= Coats of arms in the Amt Hemer =

After the city and the Amt Hemer were granted coat of arms in 1936, all of the remaining municipalities in the Amt received coat of arms until 1939. The municipalities which were no longer independent at that time did not receive coat of arms - Brockhausen was incorporated into Deilinghofen; Landhausen, Sundwig and Westig were incorporated into Hemer; Calle was split between Iserlohn and Hemer. Lössel had left the Amt in 1920 already, and thus did not receive a coat of arms at that time either.

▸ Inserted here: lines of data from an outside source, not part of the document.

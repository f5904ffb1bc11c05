use super::env::load_from_env;
use super::yaml::YamlConfig;
use super::{ServerConfig, TlsConfig};

/// Merge environment configuration (base) with YAML overrides
///
/// Every field set in the YAML file wins over its environment counterpart;
/// everything else keeps the environment or default value.
pub(super) fn merge_config(
    yaml: Option<YamlConfig>,
) -> Result<ServerConfig, Box<dyn std::error::Error>> {
    let mut config = load_from_env()?;

    let Some(yaml) = yaml else {
        return Ok(config);
    };

    if let Some(server) = yaml.server {
        if let Some(host) = server.host {
            config.host = host;
        }
        if let Some(port) = server.port {
            config.port = port;
        }
        if let Some(static_dir) = server.static_dir {
            config.static_dir = Some(static_dir);
        }
        if let Some(tls) = server.tls {
            config.tls = if tls.enabled {
                let cert_path = tls
                    .cert_path
                    .ok_or("server.tls.enabled is true but cert_path is missing")?;
                let key_path = tls
                    .key_path
                    .ok_or("server.tls.enabled is true but key_path is missing")?;
                Some(TlsConfig {
                    cert_path,
                    key_path,
                })
            } else {
                None
            };
        }
    }

    if let Some(providers) = yaml.providers {
        if providers.anthropic_api_key.is_some() {
            config.anthropic_api_key = providers.anthropic_api_key;
        }
        if providers.openai_api_key.is_some() {
            config.openai_api_key = providers.openai_api_key;
        }
        if providers.deepgram_api_key.is_some() {
            config.deepgram_api_key = providers.deepgram_api_key;
        }
        if providers.google_tts_api_key.is_some() {
            config.google_tts_api_key = providers.google_tts_api_key;
        }
    }

    if let Some(reply) = yaml.reply {
        let target = &mut config.reply;
        if let Some(model) = reply.anthropic_model {
            target.anthropic_model = model;
        }
        if let Some(model) = reply.openai_model {
            target.openai_model = model;
        }
        if reply.anthropic_base_url.is_some() {
            target.anthropic_base_url = reply.anthropic_base_url;
        }
        if reply.openai_base_url.is_some() {
            target.openai_base_url = reply.openai_base_url;
        }
        if let Some(max_tokens) = reply.max_tokens {
            target.max_tokens = max_tokens;
        }
        if let Some(temperature) = reply.temperature {
            target.temperature = temperature;
        }
        if let Some(prompt) = reply.system_prompt {
            target.system_prompt = prompt;
        }
        if let Some(timeout) = reply.backend_timeout_seconds {
            target.backend_timeout_seconds = timeout;
        }
    }

    if let Some(stt) = yaml.transcription {
        let target = &mut config.transcription;
        if let Some(language) = stt.language {
            target.language = language;
        }
        if let Some(model) = stt.model {
            target.model = model;
        }
        if let Some(sample_rate) = stt.sample_rate {
            target.sample_rate = sample_rate;
        }
        if let Some(encoding) = stt.encoding {
            target.encoding = encoding;
        }
        if let Some(punctuation) = stt.punctuation {
            target.punctuation = punctuation;
        }
        if let Some(interim) = stt.interim_results {
            target.interim_results = interim;
        }
        if stt.endpoint_url.is_some() {
            target.endpoint_url = stt.endpoint_url;
        }
    }

    if let Some(tts) = yaml.synthesis {
        let target = &mut config.synthesis;
        if let Some(language) = tts.language_code {
            target.language_code = language;
        }
        if let Some(voice) = tts.voice_name {
            target.voice_name = voice;
        }
        if let Some(gender) = tts.ssml_gender {
            target.ssml_gender = gender;
        }
        if let Some(encoding) = tts.audio_encoding {
            target.audio_encoding = encoding;
        }
        if let Some(rate) = tts.speaking_rate {
            target.speaking_rate = rate;
        }
        if let Some(pitch) = tts.pitch {
            target.pitch = pitch;
        }
        if tts.endpoint_url.is_some() {
            target.endpoint_url = tts.endpoint_url;
        }
    }

    if let Some(security) = yaml.security
        && security.cors_allowed_origins.is_some()
    {
        config.cors_allowed_origins = security.cors_allowed_origins;
    }

    if let Some(session) = yaml.session
        && let Some(idle) = session.idle_timeout_seconds
    {
        config.idle_timeout_seconds = idle;
    }

    Ok(config)
}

All of the coat of arms expired when the Amt was dissolved in 1975, only the coat of arms of Evingsen expired already in 1969 when Evingsen was incorporated into Altena. Even though the coat of arms are no longer used officially, the communities in the former municipalities continue to use them unofficially. All coat of arms display three wolf hooks as the symbol of the Brabeck family. The common symbol was chosen to show the membership in the Amt.

==Hemer and Amt Hemer==
Description see: Hemer#Coat of arms

==Becke==

The coat of arms show a beech tree, separated with a wavy line from the bottom. The beech tree is the symbol of the noble family von Schüngel, who former lived in the municipality. The wavy line symbolizes the brook Oese which flows through the municipality. The three golden wolf hooks are in the bottom of the coat of arms.

The coat of arms were granted on May 6, 1939 by the Oberpräsident of the province Westphalia.

==Deilinghofen==

The coat of arms of Deilinghofen shows the wolf hooks in black on a shield diagonally divided into red and silver bars. The colors were chosen as the colors of the Werminghausen family, who were the owner of castle Klusenstein in the 15th and 16th century.

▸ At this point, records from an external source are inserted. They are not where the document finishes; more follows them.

//! HTTP and WebSocket request handlers
//!
//! - `api` - Health check endpoint
//! - `ws` - Voice and text WebSocket endpoints

pub mod api;
pub mod ws;

pub use ws::{ws_text_handler, ws_voice_handler};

The coat of arms were granted on June 14, 1939.

==Evingsen==

The coat of arms of Evingsen shows a shoe making awl in the right half, symbolizing the production of shoe making tools - together with wire production the most important industries of the municipality. To the left are the three yellow wolf hooks as the common symbol of the Amt Hemer.

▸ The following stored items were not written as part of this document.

//! Transcription stream owned by a voice session
//!
//! Wraps one [`BaseSTT`] instance at a time. Final transcripts become turns on
//! the owning session; stream errors are reported to the client and mark the
//! stream as failed. The next audio chunk after a failure opens a fresh stream,
//! at most once per [`REOPEN_COOLDOWN`], and replays the connection's first
//! chunk (the container header) before forwarding new audio.

use std::sync::Arc;
use std::sync::atomic::{AtomicBool, Ordering};
use std::time::Duration;

use bytes::Bytes;
use tokio::time::Instant;
use tracing::{debug, info, warn};

use super::SessionId;
use super::registry::SessionRegistry;
use super::turn::Turn;
use crate::core::stt::{
    BaseSTT, STTError, STTErrorCallback, STTFactory, STTResult, STTResultCallback,
};
use crate::errors::GatewayError;

/// Minimum delay between two attempts to open a stream
pub const REOPEN_COOLDOWN: Duration = Duration::from_secs(2);

pub struct Transcriber {
    session_id: SessionId,
    factory: Arc<dyn STTFactory>,
    registry: SessionRegistry,
    stream: Option<Box<dyn BaseSTT>>,
    /// First chunk of the connection
    header: Option<Bytes>,
    failed: Arc<AtomicBool>,
    last_attempt: Option<Instant>,
    closed: bool,
}

impl Transcriber {
    pub fn new(
        session_id: SessionId,
        factory: Arc<dyn STTFactory>,
        registry: SessionRegistry,
    ) -> Self {
        Self {
            session_id,
            factory,
            registry,
            stream: None,
            header: None,
            failed: Arc::new(AtomicBool::new(false)),
            last_attempt: None,
            closed: false,
        }
    }

    /// Open a new upstream stream, replacing the current one
    pub async fn start(&mut self) -> Result<(), STTError> {
        self.last_attempt = Some(Instant::now());

        if let Some(mut old) = self.stream.take()
            && let Err(e) = old.disconnect().await
        {
            debug!(session_id = %self.session_id, "Failed to disconnect old stream: {}", e);
        }
        self.failed.store(false, Ordering::Release);

        let mut stream = self.factory.create()?;
        stream.on_result(self.result_callback()).await?;
        stream.on_error(self.error_callback()).await?;
        stream.connect().await?;

        info!(
            session_id = %self.session_id,
            provider = self.factory.provider_name(),
            "Transcription stream opened"
        );
        self.stream = Some(stream);
        Ok(())
    }

    /// The current stream accepts audio
    pub fn is_active(&self) -> bool {
        !self.failed.load(Ordering::Acquire) && self.stream.as_ref().is_some_and(|s| s.is_ready())
    }

    /// Forward one audio chunk, reopening the stream if it has failed.
    ///
    /// Writes after [`close`](Self::close) are ignored. Chunks arriving during
    /// the reopen cooldown are dropped.
    pub async fn write(&mut self, chunk: Bytes) -> Result<(), STTError> {
        if self.closed {
            return Ok(());
        }

        let first_chunk = self.header.is_none();
        if first_chunk {
            self.header = Some(chunk.clone());
        }

        if !self.is_active() {
            if !self.cooldown_elapsed() {
                debug!(
                    session_id = %self.session_id,
                    "No transcription stream, dropping {} bytes", chunk.len()
                );
                return Ok(());
            }

            info!(session_id = %self.session_id, "Reopening transcription stream");
            self.start().await?;

            if !first_chunk && let Some(header) = self.header.clone() {
                self.send(header).await?;
            }
        }

        self.send(chunk).await
    }

    /// Close the stream; idempotent
    pub async fn close(&mut self) {
        self.closed = true;
        if let Some(mut stream) = self.stream.take() {
            if let Err(e) = stream.disconnect().await {
                warn!(session_id = %self.session_id, "Failed to close transcription stream: {}", e);
            }
            info!(session_id = %self.session_id, "Transcription stream closed");
        }
    }

    fn cooldown_elapsed(&self) -> bool {
        self.last_attempt
            .is_none_or(|at| at.elapsed() >= REOPEN_COOLDOWN)
    }

    async fn send(&mut self, chunk: Bytes) -> Result<(), STTError> {
        let Some(stream) = self.stream.as_mut() else {
            return Ok(());
        };
        if let Err(e) = stream.send_audio(chunk).await {
            self.failed.store(true, Ordering::Release);
            return Err(e);
        }
        Ok(())
    }

    fn result_callback(&self) -> STTResultCallback {
        let registry = self.registry.clone();
        let session_id = self.session_id.clone();

        Arc::new(move |result: STTResult| {
            let registry = registry.clone();
            let session_id = session_id.clone();
            Box::pin(async move {
                if !result.is_final {
                    debug!(session_id = %session_id, "Interim transcript: {}", result.transcript);
                    return;
                }

                let transcript = result.transcript.trim();
                if transcript.is_empty() {
                    return;
                }

                info!(session_id = %session_id, "Final transcript: {}", transcript);
                if let Some(handle) = registry.get(&session_id) {
                    handle.submit(Turn::Transcript(transcript.to_string())).await;
                }
            })
        })
    }

    fn error_callback(&self) -> STTErrorCallback {
        let registry = self.registry.clone();
        let session_id = self.session_id.clone();
        let failed = self.failed.clone();

        Arc::new(move |error: STTError| {
            let registry = registry.clone();
            let session_id = session_id.clone();
            let failed = failed.clone();
            Box::pin(async move {
                failed.store(true, Ordering::Release);
                if let Some(handle) = registry.get(&session_id) {
                    handle.report_error(&GatewayError::Transcription(error)).await;
                }
            })
        })
    }
}

#[cfg(test)]
mod tests {
    use super::*;
    use crate::handlers::ws::messages::MessageRoute;
    use crate::session::{SessionHandle, SessionMode};
    use parking_lot::Mutex;
    use tokio::sync::mpsc;

    #[derive(Default)]
    struct Recorded {
        created: usize,
        chunks: Vec<(usize, Bytes)>,
        error_callbacks: Vec<STTErrorCallback>,
        result_callbacks: Vec<STTResultCallback>,
        fail_connect: bool,
    }

    struct MockStream {
        index: usize,
        ready: bool,
        recorded: Arc<Mutex<Recorded>>,
    }

    #[async_trait::async_trait]
    impl BaseSTT for MockStream {
        fn new(_config: crate::core::stt::STTConfig) -> Result<Self, STTError> {
            Err(STTError::ConfigurationError("use the factory".into()))
        }

        async fn connect(&mut self) -> Result<(), STTError> {
            if self.recorded.lock().fail_connect {
                return Err(STTError::ConnectionFailed("refused".into()));
            }
            self.ready = true;
            Ok(())
        }

        async fn disconnect(&mut self) -> Result<(), STTError> {
            self.ready = false;
            Ok(())
        }

        fn is_ready(&self) -> bool {
            self.ready
        }

        async fn send_audio(&mut self, audio_data: Bytes) -> Result<(), STTError> {
            self.recorded.lock().chunks.push((self.index, audio_data));
            Ok(())
        }

        async fn on_result(&mut self, callback: STTResultCallback) -> Result<(), STTError> {
            self.recorded.lock().result_callbacks.push(callback);
            Ok(())
        }

        async fn on_error(&mut self, callback: STTErrorCallback) -> Result<(), STTError> {
            self.recorded.lock().error_callbacks.push(callback);
            Ok(())
        }

        fn get_config(&self) -> Option<&crate::core::stt::STTConfig> {
            None
        }

        fn get_provider_info(&self) -> &'static str {
            "mock"
        }
    }

    struct MockFactory(Arc<Mutex<Recorded>>);

    impl STTFactory for MockFactory {
        fn create(&self) -> Result<Box<dyn BaseSTT>, STTError> {
            let mut recorded = self.0.lock();
            recorded.created += 1;
            Ok(Box::new(MockStream {
                index: recorded.created,
                ready: false,
                recorded: self.0.clone(),
            }))
        }

        fn provider_name(&self) -> &str {
            "mock"
        }
    }

    struct Fixture {
        recorded: Arc<Mutex<Recorded>>,
        transcriber: Transcriber,
        outbound: mpsc::Receiver<MessageRoute>,
        turns: mpsc::Receiver<Turn>,
        _handle: Arc<SessionHandle>,
    }

    fn fixture() -> Fixture {
        let recorded = Arc::new(Mutex::new(Recorded::default()));
        let registry = SessionRegistry::new();
        let (outbound_tx, outbound) = mpsc::channel(16);
        let (turns_tx, turns) = mpsc::channel(16);
        let handle = Arc::new(SessionHandle::new(
            "client_test".to_string(),
            SessionMode::Voice,
            outbound_tx,
            turns_tx,
        ));
        registry.insert(handle.clone());
        handle.mark_open();

        let transcriber = Transcriber::new(
            "client_test".to_string(),
            Arc::new(MockFactory(recorded.clone())),
            registry,
        );
        Fixture {
            recorded,
            transcriber,
            outbound,
            turns,
            _handle: handle,
        }
    }

    #[tokio::test]
    async fn test_forwards_audio_after_start() {
        let mut f = fixture();
        f.transcriber.start().await.unwrap();
        assert!(f.transcriber.is_active());

        f.transcriber.write(Bytes::from_static(b"hdr")).await.unwrap();
        f.transcriber.write(Bytes::from_static(b"a1")).await.unwrap();

        let recorded = f.recorded.lock();
        assert_eq!(recorded.created, 1);
        assert_eq!(
            recorded.chunks,
            vec![(1, Bytes::from_static(b"hdr")), (1, Bytes::from_static(b"a1"))]
        );
    }

    #[tokio::test]
    async fn test_final_result_submits_turn_and_interim_does_not() {
        let mut f = fixture();
        f.transcriber.start().await.unwrap();
        let callback = f.recorded.lock().result_callbacks[0].clone();

        callback(STTResult::new("こん".into(), false, false, 0.5)).await;
        callback(STTResult::new("  ".into(), true, true, 0.9)).await;
        callback(STTResult::new("こんにちは".into(), true, true, 0.9)).await;

        assert_eq!(f.turns.try_recv().unwrap(), Turn::Transcript("こんにちは".into()));
        assert!(f.turns.try_recv().is_err());
    }

    #[tokio::test(start_paused = true)]
    async fn test_reopen_after_error_replays_header() {
        let mut f = fixture();
        f.transcriber.start().await.unwrap();
        f.transcriber.write(Bytes::from_static(b"hdr")).await.unwrap();

        let on_error = f.recorded.lock().error_callbacks[0].clone();
        on_error(STTError::NetworkError("reset".into())).await;
        assert!(!f.transcriber.is_active());

        match f.outbound.try_recv().unwrap() {
            MessageRoute::Outgoing(crate::handlers::ws::messages::OutgoingMessage::Error {
                error,
            }) => assert!(error.starts_with("音声認識エラー")),
            other => panic!("unexpected route: {other:?}"),
        }

        tokio::time::advance(REOPEN_COOLDOWN).await;
        f.transcriber.write(Bytes::from_static(b"a2")).await.unwrap();

        let recorded = f.recorded.lock();
        assert_eq!(recorded.created, 2);
        assert_eq!(
            recorded.chunks[1..],
            [(2, Bytes::from_static(b"hdr")), (2, Bytes::from_static(b"a2"))]
        );
    }

    #[tokio::test(start_paused = true)]
    async fn test_chunks_dropped_during_cooldown() {
        let mut f = fixture();
        f.recorded.lock().fail_connect = true;
        assert!(f.transcriber.start().await.is_err());

        // Within the cooldown window nothing is attempted
        f.transcriber.write(Bytes::from_static(b"hdr")).await.unwrap();
        assert_eq!(f.recorded.lock().created, 1);

        f.recorded.lock().fail_connect = false;
        tokio::time::advance(REOPEN_COOLDOWN + Duration::from_millis(1)).await;
        f.transcriber.write(Bytes::from_static(b"a1")).await.unwrap();

        let recorded = f.recorded.lock();
        assert_eq!(recorded.created, 2);
        assert_eq!(
            recorded.chunks,
            vec![(2, Bytes::from_static(b"hdr")), (2, Bytes::from_static(b"a1"))]
        );
    }

    #[tokio::test]
    async fn test_write_after_close_is_noop() {
        let mut f = fixture();
        f.transcriber.start().await.unwrap();
        f.transcriber.close().await;
        f.transcriber.close().await;

        f.transcriber.write(Bytes::from_static(b"late")).await.unwrap();
        assert!(f.recorded.lock().chunks.is_empty());
        assert_eq!(f.recorded.lock().created, 1);
    }
}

The coat of arms were granted on July 17, 1939.

==Frönsberg==

The coat of arms of Frönsberg shows the three golden wolf hooks in top. At the bottom are three red buffalo ears, positioned 120° apart around a golden ball. This symbol represents the Romberg family, who owned the manor Frönsberg in the 18th century.

The coat of arms were granted on June 14, 1939.

==Ihmert==

The coat of arms of Ihmert shows a hollow punch in the top, as a symbol for the wire industry in the Ihmert valley. In the bottom of the coat of arms are the three yellow wolf hooks as the common symbol of the Amt Hemer.

The coat of arms were granted on June 14, 1939.

==Kesbern==

The coat of arms of Kesbern shows the wolf hooks in the bottom on stylized triple hill on silver background, as Kesbern is located on a hill between forests. In the top half are two silver plowshares, referring to the rural character of the municipality.

The coat of arms were granted on June 14, 1939.